Perdue dans ses pensées, elle eut un peu de mal à émerger lorsqu’il l’interrogea. Si elle retrouverait le chemin ? Assurément.
« C’est facile : on descend à Guttenvald pour dormir. Ensuite, on passera par les mines de Jaspes. Il ne faudra en parler à personne car je ne suis pas censée connaître les galeries »
Elle se tourna vers lui et le fixa pour appuyer ses mots :
« Ce que nous allons faire est interdit. Les habitants de Guttenvald ne vont pas apprécier que des étrangers les arpentent leurs murs car ces mines sont leur bien le plus précieux. Tu peux toujours renoncer si tu veux. »

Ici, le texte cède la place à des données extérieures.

//! Failover execution for routed completions
//!
//! [`ModelRouter::execute`] runs one logical request:
//! 1. select viable candidates for the intent (computed once, never refreshed)
//! 2. call each candidate's adapter strictly in order, one live call each
//! 3. stop at the first success; on failure classify, update health, move on
//! 4. if nothing succeeds, return a single aggregated error
//!
//! Lower-priority quota is only spent after every higher-priority candidate
//! has already failed.

use crate::config::{Config, SecretSource};
use crate::error::{AppError, AppResult, AttemptFailure};
use crate::metrics::{AttemptOutcome, Metrics, RequestOutcome};
use crate::models::{Candidate, ModelSelector, ProviderHealth};
use crate::providers::{
    self, AdapterMap, CompletionRequest, CompletionResult, ProviderAdapter, ProviderError,
    ProviderErrorKind,
};
use serde::Serialize;
use std::sync::Arc;
use std::time::{Duration, Instant};

/// Where and how a completion was served
#[derive(Debug, Clone, PartialEq, Eq, Serialize)]
pub struct RouteMeta {
    pub provider: String,
    pub model: String,
    pub latency_ms: u64,
    pub intent: String,
}

/// A completion annotated with its routing metadata
#[derive(Debug, Clone, PartialEq, Serialize)]
pub struct RoutedCompletion {
    #[serde(flatten)]
    pub result: CompletionResult,
    pub meta: RouteMeta,
}

/// Intent-driven router with sequential failover
pub struct ModelRouter {
    selector: ModelSelector,
    adapters: AdapterMap,
    metrics: Arc<Metrics>,
}

impl ModelRouter {
    pub fn new(selector: ModelSelector, adapters: AdapterMap, metrics: Arc<Metrics>) -> Self {
        Self {
            selector,
            adapters,
            metrics,
        }
    }

    /// Register every credentialed provider and build its adapter
    ///
    /// Providers whose secret is missing are left unregistered, which keeps
    /// them out of every selection.
    pub fn from_config(
        config: &Config,
        secrets: &dyn SecretSource,
        metrics: Arc<Metrics>,
    ) -> AppResult<Self> {
        let health = Arc::new(ProviderHealth::new());
        let timeout = Duration::from_secs(config.timeouts.request_seconds);
        let mut adapters = AdapterMap::new();

        for provider in &config.providers {
            let credentials = provider.credentials(secrets);
            if credentials.is_empty() {
                tracing::info!(
                    provider = %provider.name(),
                    secret_env = %provider.secret_env(),
                    "No credential found, provider disabled"
                );
                continue;
            }

            health.register(provider, credentials.len());
            let adapter = providers::build_adapter(provider, credentials, timeout)?;
            adapters.insert(provider.name().to_string(), adapter);
        }

        tracing::info!(
            registered = adapters.len(),
            configured = config.providers.len(),
            intents = config.intents.len(),
            "Model router initialized"
        );

        let selector = ModelSelector::new(Arc::new(config.intents.clone()), health);
        Ok(Self::new(selector, adapters, metrics))
    }

    pub fn health(&self) -> &Arc<ProviderHealth> {
        self.selector.health()
    }

    pub fn selector(&self) -> &ModelSelector {
        &self.selector
    }

    pub fn adapters(&self) -> &AdapterMap {
        &self.adapters
    }

    pub fn adapter(&self, provider: &str) -> Option<&Arc<dyn ProviderAdapter>> {
        self.adapters.get(provider)
    }

    pub fn metrics(&self) -> &Arc<Metrics> {
        &self.metrics
    }

    /// Serve `request` for `intent`, failing over across candidates
    ///
    /// # Errors
    /// - `UnknownIntent` if the intent is not configured
    /// - `NoViableCandidate` if no candidate could be attempted
    /// - `AggregateFailure` if every attempted candidate failed
    pub async fn execute(
        &self,
        intent: &str,
        request: CompletionRequest,
    ) -> AppResult<RoutedCompletion> {
        let candidates = self.selector.select(intent)?;
        let mut failures: Vec<AttemptFailure> = Vec::new();

        for (position, candidate) in candidates.iter().enumerate() {
            let Some(adapter) = self.adapters.get(&candidate.provider) else {
                tracing::warn!(
                    intent = %intent,
                    provider = %candidate.provider,
                    "No adapter registered for candidate provider, skipping"
                );
                continue;
            };

            let call = CompletionRequest {
                intent: intent.to_string(),
                ..request.for_model(&candidate.model)
            };
            let started = Instant::now();

            match adapter.complete(&call).await {
                Ok(result) => {
                    let latency = started.elapsed();
                    self.record_success(candidate, latency);
                    self.record_request(intent, RequestOutcome::Success);

                    if !failures.is_empty() {
                        tracing::info!(
                            intent = %intent,
                            provider = %candidate.provider,
                            model = %candidate.model,
                            failed_before = failures.len(),
                            "Request succeeded after failover"
                        );
                    }
                    tracing::debug!(
                        intent = %intent,
                        provider = %candidate.provider,
                        model = %candidate.model,
                        position,
                        latency_ms = latency.as_millis() as u64,
                        input_tokens = result.usage.input_tokens,
                        output_tokens = result.usage.output_tokens,
                        "Completion served"
                    );

                    return Ok(RoutedCompletion {
                        result,
                        meta: RouteMeta {
                            provider: candidate.provider.clone(),
                            model: candidate.model.clone(),
                            latency_ms: latency.as_millis() as u64,
                            intent: intent.to_string(),
                        },
                    });
                }
                Err(err) => {
                    self.record_failure(candidate, &err);
                    tracing::warn!(
                        intent = %intent,
                        provider = %candidate.provider,
                        model = %candidate.model,
                        position,
                        kind = err.kind.as_str(),
                        error = %err.message,
                        "Candidate failed, trying next"
                    );
                    failures.push(AttemptFailure {
                        provider: candidate.provider.clone(),
                        model: candidate.model.clone(),
                        reason: format!("{}: {}", err.kind, err.message),
                    });
                }
            }
        }

        if failures.is_empty() {
            tracing::error!(
                intent = %intent,
                "No viable candidate for intent"
            );
            self.record_request(intent, RequestOutcome::NoCandidate);
            return Err(AppError::NoViableCandidate {
                intent: intent.to_string(),
            });
        }

        tracing::error!(
            intent = %intent,
            attempts = failures.len(),
            "All candidates failed"
        );
        self.record_request(intent, RequestOutcome::Exhausted);
        Err(AppError::AggregateFailure {
            intent: intent.to_string(),
            attempts: failures,
        })
    }

    fn record_success(&self, candidate: &Candidate, latency: Duration) {
        self.health().on_success(&candidate.provider);

        let latency_ms = latency.as_secs_f64() * 1000.0;
        if let Err(e) = self
            .metrics
            .record_completion_duration(&candidate.provider, latency_ms)
        {
            tracing::error!(error = %e, "Metrics recording failed (non-fatal)");
        }
        self.record_attempt(&candidate.provider, AttemptOutcome::Success);
    }

    /// Dispatch a classified failure to the matching health mutator
    fn record_failure(&self, candidate: &Candidate, err: &ProviderError) {
        let health = self.health();
        match err.kind {
            ProviderErrorKind::RateLimited { retry_after_ms } => {
                health.on_429(&candidate.provider, retry_after_ms)
            }
            ProviderErrorKind::Overloaded => health.on_503(&candidate.provider),
            ProviderErrorKind::Fatal => health.on_fatal(&candidate.provider),
            ProviderErrorKind::Generic => health.on_error(&candidate.provider),
        }
        self.record_attempt(&candidate.provider, AttemptOutcome::Failed(err.kind));
    }

    fn record_attempt(&self, provider: &str, outcome: AttemptOutcome) {
        if let Err(e) = self.metrics.record_attempt(provider, outcome) {
            tracing::error!(
                provider = %provider,
                error = %e,
                "Metrics recording failed (non-fatal)"
            );
        }
    }

    fn record_request(&self, intent: &str, outcome: RequestOutcome) {
        if let Err(e) = self.metrics.record_request(intent, outcome) {
            tracing::error!(
                intent = %intent,
                error = %e,
                "Metrics recording failed (non-fatal)"
            );
        }
    }
}
impl<B: LeaderboardBackend> Leaderboard<B> {
    /// Validate `cfg` and open the push subscription.
    ///
    /// `max_score` bounds accepted scores; pass the catalog size.
    ///
    /// # Errors
    ///
    /// Returns `LeaderboardConfigError` for invalid configuration.
    pub fn connect(
        backend: B,
        cfg: LeaderboardCfg,
        max_score: u32,
    ) -> Result<Self, LeaderboardConfigError> {
        cfg.validate()?;
        let board = Self {
            subscription: RefCell::new(None),
            backend,
            cfg,
            max_score,
            view: Rc::new(RefCell::new(Projection::new())),
            last_added: RefCell::new(None),
            in_flight: Cell::new(false),
        };
        board.open_subscription();
        Ok(board)
    }

    fn open_subscription(&self) {
        let capacity = self.cfg.capacity;
        let on_change = {
            let view = Rc::downgrade(&self.view);
            Box::new(move |snapshot: Vec<LeaderboardEntry>| {
                if let Some(view) = view.upgrade() {
                    view.borrow_mut().apply(snapshot, capacity);
                }
            })
        };
        let on_error = {
            let view = Rc::downgrade(&self.view);
            Box::new(move |err: BackendError| {
                error!("leaderboard subscription error, keeping last snapshot: {err}");
                if let Some(view) = view.upgrade() {
                    view.borrow_mut().fail(err);
                }
            })
        };
        let handle = self
            .backend
            .subscribe(RankedQuery { limit: capacity }, on_change, on_error);
        *self.subscription.borrow_mut() = Some(handle);
    }

    /// Cancel the subscription. The last projection stays readable.
    pub fn disconnect(&self) {
        if let Some(handle) = self.subscription.borrow_mut().take() {
            handle.cancel();
        }
    }

    #[must_use]
    pub fn is_connected(&self) -> bool {
        self.subscription.borrow().is_some()
    }

    /// Validate, sanitize and append a new entry.
    ///
    /// Nothing is retried; a failed write is logged and returned.
    ///
    /// # Errors
    ///
    /// Returns `SubmitError` for an out-of-range score, an empty sanitized name,
    /// an overlapping submission, or a backend failure.
    pub async fn submit(
        &self,
        player_name: &str,
        score: i64,
    ) -> Result<LeaderboardEntry, SubmitError> {
        let Some(score) = validate_score(score, self.max_score) else {
            warn!("rejecting leaderboard score {score} (max {})", self.max_score);
            return Err(SubmitError::ScoreOutOfRange {
                score,
                max: self.max_score,
            });
        };
        let player_name = sanitize_player_name(player_name, self.cfg.max_name_len);
        if player_name.is_empty() {
            return Err(SubmitError::EmptyName);
        }
        if self.in_flight.replace(true) {
            return Err(SubmitError::InFlight);
        }
        let _guard = InFlightGuard(&self.in_flight);

        match self.backend.append(EntryDraft { player_name, score }).await {
            Ok(entry) => {
                *self.last_added.borrow_mut() = Some(entry.clone());
                Ok(entry)
            }
            Err(err) => {
                error!("leaderboard write failed: {err}");
                Err(err.into())
            }
        }
    }

    /// 1-based position of `entry_id` in the local projection.
    #[must_use]
    pub fn rank(&self, entry_id: &str) -> Option<usize> {
        self.view
            .borrow()
            .entries
            .iter()
            .position(|entry| entry.id == entry_id)
            .map(|index| index + 1)
    }

    /// Whether `score` looks good enough to prompt for a name.
    ///
    /// Only a hint: the backend's capped ordering decides what is really shown.
    #[must_use]
    pub fn is_worthy(&self, score: u32) -> bool {
        if score == 0 {
            return false;
        }
        let view = self.view.borrow();
        if view.entries.len() < self.cfg.capacity {
            return true;
        }
        view.entries
            .last()
            .is_none_or(|lowest| score > lowest.score)
    }

    /// Copy of the ordered projection.
    ///
    /// Owned so callers can hold it while the backend pushes new snapshots.
    #[must_use]
    pub fn entries(&self) -> Vec<LeaderboardEntry> {
        self.view.borrow().entries.to_vec()
    }

    #[must_use]
    pub fn len(&self) -> usize {
        self.view.borrow().entries.len()
    }

    #[must_use]
    pub fn is_empty(&self) -> bool {
        self.len() == 0
    }

    /// True until the first snapshot or subscription error arrives.
    #[must_use]
    pub fn is_loading(&self) -> bool {
        self.view.borrow().is_loading
    }

    /// Most recent subscription failure, cleared by the next snapshot.
    #[must_use]
    pub fn last_error(&self) -> Option<BackendError> {
        self.view.borrow().last_error.clone()
    }

    /// The last entry this client wrote successfully.
    #[must_use]
    pub fn last_added_entry(&self) -> Option<LeaderboardEntry> {
        self.last_added.borrow().clone()
    }

    #[must_use]
    pub const fn max_score(&self) -> u32 {
        self.max_score
    }

    #[must_use]
    pub const fn config(&self) -> &LeaderboardCfg {
        &self.cfg
    }

    #[must_use]
    pub const fn backend(&self) -> &B {
        &self.backend
    }
}

impl<B> fmt::Debug for Leaderboard<B> {
    fn fmt(&self, f: &mut fmt::Formatter<'_>) -> fmt::Result {
        let view = self.view.borrow();
        f.debug_struct("Leaderboard")
            .field("entries", &view.entries.len())
            .field("is_loading", &view.is_loading)
            .field("max_score", &self.max_score)
            .finish_non_exhaustive()
    }
}

#[cfg(test)]
mod tests {
    use super::*;

    fn entry(id: &str, score: u32, timestamp: u64) -> LeaderboardEntry {
        LeaderboardEntry {
            id: id.to_string(),
            player_name: id.to_uppercase(),
            score,
            timestamp,
        }
    }

    fn connect(backend: &MemoryLeaderboard) -> Leaderboard<MemoryLeaderboard> {
        Leaderboard::connect(backend.clone(), LeaderboardCfg::default(), 16).unwrap()
    }

    #[test]
    fn ordering_is_score_desc_then_oldest_first() {
        let mut entries = vec![
            entry("late", 5, 20),
            entry("top", 9, 30),
            entry("early", 5, 10),
        ];
        entries.sort_by(rank_order);
        let ids: Vec<&str> = entries.iter().map(|e| e.id.as_str()).collect();
        assert_eq!(ids, ["top", "early", "late"]);
    }

    #[test]
    fn config_defaults_and_validation() {
        let cfg: LeaderboardCfg = serde_json::from_str("{}").unwrap();
        assert_eq!(cfg, LeaderboardCfg::default());
        assert_eq!(cfg.capacity, 10);
        assert_eq!(cfg.max_name_len, 20);

        let bad = LeaderboardCfg {
            capacity: 0,
            ..LeaderboardCfg::default()
        };
        assert_eq!(
            bad.validate(),
            Err(LeaderboardConfigError::MinViolation {
                field: "capacity",
                min: 1,
                value: 0
            })
        );
        assert!(Leaderboard::connect(MemoryLeaderboard::new(), bad, 16).is_err());
    }

    #[tokio::test]
    async fn submit_writes_sanitized_entry_and_remembers_it() {
        let backend = MemoryLeaderboard::new();
        let board = connect(&backend);
        let written = board.submit("  <Ada>  ", 7).await.unwrap();
        assert_eq!(written.player_name, "Ada");
        assert_eq!(written.score, 7);
        assert_eq!(board.last_added_entry(), Some(written.clone()));
        assert_eq!(board.rank(&written.id), Some(1));
        assert_eq!(backend.document_count(), 1);
    }

    #[tokio::test]
    async fn invalid_submissions_never_touch_the_backend() {
        let backend = MemoryLeaderboard::new();
        let board = connect(&backend);
        assert_eq!(
            board.submit("ada", -1).await,
            Err(SubmitError::ScoreOutOfRange { score: -1, max: 16 })
        );
        assert_eq!(
            board.submit("ada", 17).await,
            Err(SubmitError::ScoreOutOfRange { score: 17, max: 16 })
        );
        assert_eq!(board.submit("   ", 3).await, Err(SubmitError::EmptyName));
        assert_eq!(board.submit("<>", 3).await, Err(SubmitError::EmptyName));
        assert_eq!(backend.document_count(), 0);
        assert_eq!(board.last_added_entry(), None);
    }

    #[tokio::test]
    async fn failed_write_is_returned_not_retried() {
        let backend = MemoryLeaderboard::new();
        let board = connect(&backend);
        let offline = BackendError::Unavailable("offline".into());
        backend.fail_next_append(offline.clone());
        assert_eq!(board.submit("ada", 3).await, Err(offline.into()));
        assert_eq!(backend.document_count(), 0);
        assert_eq!(board.last_added_entry(), None);
        assert!(board.submit("ada", 3).await.is_ok());
    }

    #[tokio::test]
    async fn worthiness_tracks_the_lowest_full_board_score() {
        let backend = MemoryLeaderboard::new();
        let board = connect(&backend);
        assert!(!board.is_worthy(0));
        assert!(board.is_worthy(1));
        for score in 3..13 {
            backend.insert_now("seed", score);
        }
        assert_eq!(board.len(), 10);
        assert!(!board.is_worthy(0));
        assert!(!board.is_worthy(3));
        assert!(board.is_worthy(4));
    }

    #[test]
    fn disconnect_keeps_projection_and_stops_updates() {
        let backend = MemoryLeaderboard::new();
        let board = connect(&backend);
        backend.insert_now("first", 2);
        assert_eq!(board.len(), 1);
        board.disconnect();
        assert!(!board.is_connected());
        assert_eq!(backend.subscriber_count(), 0);
        backend.insert_now("second", 4);
        assert_eq!(board.len(), 1);
    }

    #[test]
    fn dropping_the_board_cancels_its_subscription() {
        let backend = MemoryLeaderboard::new();
        {
            let _board = connect(&backend);
            assert_eq!(backend.subscriber_count(), 1);
        }
        assert_eq!(backend.subscriber_count(), 0);
    }
}
//! Round lifecycle: phase transitions, guess evaluation and streak accounting.
use log::debug;
use rand::RngCore;
use serde::{Deserialize, Serialize};
use std::fmt;
use std::sync::Arc;
use thiserror::Error;

use crate::catalog::{Catalog, Item};
use crate::constants::TIE_POLICY;
use crate::sampler::{self, SamplerRng, UsedIds};

/// Session lifecycle phase.
#[derive(Debug, Clone, Copy, PartialEq, Eq, Hash, Serialize, Deserialize, Default)]
#[serde(rename_all = "snake_case")]
pub enum Phase {
    #[default]
    Start,
    Playing,
    Revealing,
    GameOver,
}

impl fmt::Display for Phase {
    fn fmt(&self, f: &mut fmt::Formatter<'_>) -> fmt::Result {
        match self {
            Phase::Start => write!(f, "start"),
            Phase::Playing => write!(f, "playing"),
            Phase::Revealing => write!(f, "revealing"),
            Phase::GameOver => write!(f, "game_over"),
        }
    }
}

/// The player's claim about the comparison item relative to the reference item.
#[derive(Debug, Clone, Copy, PartialEq, Eq, Hash, Serialize, Deserialize)]
#[serde(rename_all = "snake_case")]
pub enum GuessDirection {
    Higher,
    Lower,
}

/// Rule for judging a guess when both metrics are equal.
#[derive(Debug, Clone, Copy, PartialEq, Eq, Serialize, Deserialize)]
#[serde(rename_all = "snake_case")]
pub enum TiePolicy {
    /// Equal metrics satisfy both `Higher` and `Lower`.
    CountsAsCorrect,
    /// Equal metrics satisfy neither direction.
    CountsAsIncorrect,
}

impl TiePolicy {
    /// Whether `direction` correctly describes `comparison` against `reference`.
    #[must_use]
    pub const fn judge(self, reference: u64, comparison: u64, direction: GuessDirection) -> bool {
        if reference == comparison {
            return matches!(self, Self::CountsAsCorrect);
        }
        match direction {
            GuessDirection::Higher => comparison > reference,
            GuessDirection::Lower => comparison < reference,
        }
    }
}

/// Outcome shown while a guess is being revealed.
#[derive(Debug, Clone, Copy, PartialEq, Eq, Serialize, Deserialize)]
#[serde(rename_all = "snake_case")]
pub enum RevealResult {
    Correct,
    Incorrect,
}

/// Player-facing action, used to report rejected transitions.
#[derive(Debug, Clone, Copy, PartialEq, Eq)]
pub enum Action {
    StartGame,
    Guess,
    Advance,
    PlayAgain,
}

impl fmt::Display for Action {
    fn fmt(&self, f: &mut fmt::Formatter<'_>) -> fmt::Result {
        match self {
            Action::StartGame => write!(f, "start a game"),
            Action::Guess => write!(f, "guess"),
            Action::Advance => write!(f, "advance"),
            Action::PlayAgain => write!(f, "play again"),
        }
    }
}

/// An action issued outside its valid source phase. State is left untouched.
#[derive(Debug, Clone, Copy, PartialEq, Eq, Error)]
#[error("cannot {action} while the session is in phase `{phase}`")]
pub struct TransitionError {
    pub action: Action,
    pub phase: Phase,
}

/// Observable session data.
///
/// Both items are present exactly while `Playing` or `Revealing`, and
/// `last_guess_correct` only while `Revealing`.
#[derive(Debug, Clone, PartialEq, Eq, Serialize, Deserialize, Default)]
pub struct SessionState {
    pub phase: Phase,
    pub current_item: Option<Item>,
    pub comparison_item: Option<Item>,
    pub current_streak: u32,
    pub last_guess_correct: Option<bool>,
    pub used_ids: UsedIds,
    /// Times the unused pool ran dry this round.
    #[serde(default)]
    pub pool_resets: u32,
}

/// Game session bound to a catalog and a random source.
#[derive(Debug, Clone)]
pub struct Session<R = SamplerRng> {
    catalog: Arc<Catalog>,
    rng: R,
    state: SessionState,
}

impl Session<SamplerRng> {
    /// Session driven by the deterministic sampler stream for `seed`.
    #[must_use]
    pub fn seeded(catalog: Arc<Catalog>, seed: u64) -> Self {
        Self::new(catalog, sampler::sampler_rng(seed))
    }

    /// Random draws consumed so far.
    #[must_use]
    pub const fn rng_draws(&self) -> u64 {
        self.rng.draws()
    }
}

impl<R: RngCore> Session<R> {
    /// A session waiting in `Start`.
    pub fn new(catalog: Arc<Catalog>, rng: R) -> Self {
        Self {
            catalog,
            rng,
            state: SessionState::default(),
        }
    }

    /// Begin a round. Valid from `Start` or `GameOver`.
    ///
    /// # Errors
    ///
    /// Returns `TransitionError` from any other phase.
    pub fn start_game(&mut self) -> Result<(), TransitionError> {
        self.require(Action::StartGame, &[Phase::Start, Phase::GameOver])?;
        self.begin_round();
        Ok(())
    }

    /// Restart after a loss. Valid only from `GameOver`.
    ///
    /// # Errors
    ///
    /// Returns `TransitionError` from any other phase.
    pub fn play_again(&mut self) -> Result<(), TransitionError> {
        self.require(Action::PlayAgain, &[Phase::GameOver])?;
        self.begin_round();
        Ok(())
    }

    /// Judge a guess and move to `Revealing`, returning whether it was correct.
    ///
    /// # Errors
    ///
    /// Returns `TransitionError` unless the session is `Playing`.
    pub fn guess(&mut self, direction: GuessDirection) -> Result<bool, TransitionError> {
        self.require(Action::Guess, &[Phase::Playing])?;
        let (Some(reference), Some(comparison)) =
            (&self.state.current_item, &self.state.comparison_item)
        else {
            return Err(self.rejection(Action::Guess));
        };
        let correct = TIE_POLICY.judge(reference.metric, comparison.metric, direction);
        debug!(
            "guess {direction:?}: {} ({}) vs {} ({}) -> {correct}",
            comparison.id, comparison.metric, reference.id, reference.metric
        );
        self.state.last_guess_correct = Some(correct);
        self.state.phase = Phase::Revealing;
        Ok(correct)
    }

    /// Shorthand for `guess(GuessDirection::Higher)`.
    ///
    /// # Errors
    ///
    /// Returns `TransitionError` unless the session is `Playing`.
    pub fn guess_higher(&mut self) -> Result<bool, TransitionError> {
        self.guess(GuessDirection::Higher)
    }

    /// Shorthand for `guess(GuessDirection::Lower)`.
    ///
    /// # Errors
    ///
    /// Returns `TransitionError` unless the session is `Playing`.
    pub fn guess_lower(&mut self) -> Result<bool, TransitionError> {
        self.guess(GuessDirection::Lower)
    }

    /// Finish the reveal: continue to `Playing` after a correct guess or end in `GameOver`.
    ///
    /// # Errors
    ///
    /// Returns `TransitionError` unless the session is `Revealing`.
    pub fn advance(&mut self) -> Result<Phase, TransitionError> {
        self.require(Action::Advance, &[Phase::Revealing])?;
        match self.state.last_guess_correct {
            Some(true) => self.continue_streak(),
            Some(false) => self.end_round(),
            None => return Err(self.rejection(Action::Advance)),
        }
        Ok(self.state.phase)
    }

    fn begin_round(&mut self) {
        self.state.current_streak = 0;
        self.state.last_guess_correct = None;
        self.state.used_ids.clear();
        self.state.pool_resets = 0;
        let draw = sampler::pick_pair(&self.catalog, &self.state.used_ids, &mut self.rng);
        if draw.pool_reset {
            self.state.pool_resets = self.state.pool_resets.saturating_add(1);
        }
        let (reference, comparison) = draw.value;
        self.state.used_ids.insert(reference.id.clone());
        self.state.used_ids.insert(comparison.id.clone());
        self.state.current_item = Some(reference.clone());
        self.state.comparison_item = Some(comparison.clone());
        self.state.phase = Phase::Playing;
        debug!("round started: {} vs {}", reference.id, comparison.id);
    }

    fn continue_streak(&mut self) {
        let Some(reference) = self.state.comparison_item.take() else {
            self.end_round();
            return;
        };
        let draw = sampler::pick_next(
            &self.catalog,
            &self.state.used_ids,
            &reference.id,
            &mut self.rng,
        );
        if draw.pool_reset {
            self.state.pool_resets = self.state.pool_resets.saturating_add(1);
            self.state.used_ids.clear();
            self.state.used_ids.insert(reference.id.clone());
            debug!("pool exhausted; recycling catalog around {}", reference.id);
        }
        let comparison = draw.value.clone();
        self.state.used_ids.insert(comparison.id.clone());
        self.state.current_streak = self.state.current_streak.saturating_add(1);
        self.state.current_item = Some(reference);
        self.state.comparison_item = Some(comparison);
        self.state.last_guess_correct = None;
        self.state.phase = Phase::Playing;
    }

    fn end_round(&mut self) {
        self.state.current_item = None;
        self.state.comparison_item = None;
        self.state.last_guess_correct = None;
        self.state.phase = Phase::GameOver;
        debug!("game over with streak {}", self.state.current_streak);
    }

    fn require(&self, action: Action, valid: &[Phase]) -> Result<(), TransitionError> {
        if valid.contains(&self.state.phase) {
            Ok(())
        } else {
            Err(self.rejection(action))
        }
    }

    const fn rejection(&self, action: Action) -> TransitionError {
        TransitionError {
            action,
            phase: self.state.phase,
        }
    }
}

impl<R> Session<R> {
    /// Borrow the observable state.
    #[must_use]
    pub const fn state(&self) -> &SessionState {
        &self.state
    }

    #[must_use]
    pub const fn phase(&self) -> Phase {
        self.state.phase
    }

    #[must_use]
    pub const fn current_streak(&self) -> u32 {
        self.state.current_streak
    }

    #[must_use]
    pub const fn current_item(&self) -> Option<&Item> {
        self.state.current_item.as_ref()
    }

    #[must_use]
    pub const fn comparison_item(&self) -> Option<&Item> {
        self.state.comparison_item.as_ref()
    }

    #[must_use]
    pub const fn last_guess_correct(&self) -> Option<bool> {
        self.state.last_guess_correct
    }

    #[must_use]
    pub fn catalog(&self) -> &Catalog {
        &self.catalog
    }

    /// Reveal outcome to display, if a guess is pending.
    #[must_use]
    pub const fn reveal_result(&self) -> Option<RevealResult> {
        match self.state.last_guess_correct {
            Some(true) => Some(RevealResult::Correct),
            Some(false) => Some(RevealResult::Incorrect),
            None => None,
        }
    }

    /// Whether the comparison item's metric may be shown.
    #[must_use]
    pub const fn shows_comparison_metric(&self) -> bool {
        matches!(self.state.phase, Phase::Revealing) || self.state.last_guess_correct.is_some()
    }

    /// Borrow the random source.
    #[must_use]
    pub const fn rng(&self) -> &R {
        &self.rng
    }
}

Pour sa part, Zlata devait simplement apporter un paquet au contenu non défini à un marchand de Guttenvald. Elle n’avait donc aucune raison de descendre plus au Sud mis à part l’envie de voir du pays. Alors là-bas ou ailleurs, peu lui importait.
Kjeld Ares :
- Facile ? Kjeld tressailli. Zlata avait parfois de drôles de phrases. Elle oubliait juste un tout petit détail insignifiant : il leur faudrait des mois rien qu'avant d'arriver à Guttenvald. À condition qu'ils ne se fassent pas attaquer en chemin par des bandits ou d'autres créatures plus dangereuses, à condition qu'ils trouvent un bac pour traverser le Lapis et à condition qu'ils ne meurent pas de faim en cours de route. Il haussa les épaules. Une telle route ne lui faisait pas peur, il en avait l'habitude pour les avoir souvent parcourues à pieds. Guttenvald, il y avait fait un court séjour une fois mais n'était pas resté, pour sa sécurité. Ce n'était pas tout à fait le village auquel il s'était attendu. On lui avait pourtant parlé de beaucoup de légendes émanant de la ville minière mais les habitants, eux, ne semblaient pas d'humeur causante. En fait, Kjeld avait eu la sensation que plus il posait de question, plus sa longévité se raccourcissait, à en juger par les regards noirs qui se posaient sur lui. Non. Les Guttenvaldois n'aimaient pas les questions et ils n'aimaient pas non plus les curieux.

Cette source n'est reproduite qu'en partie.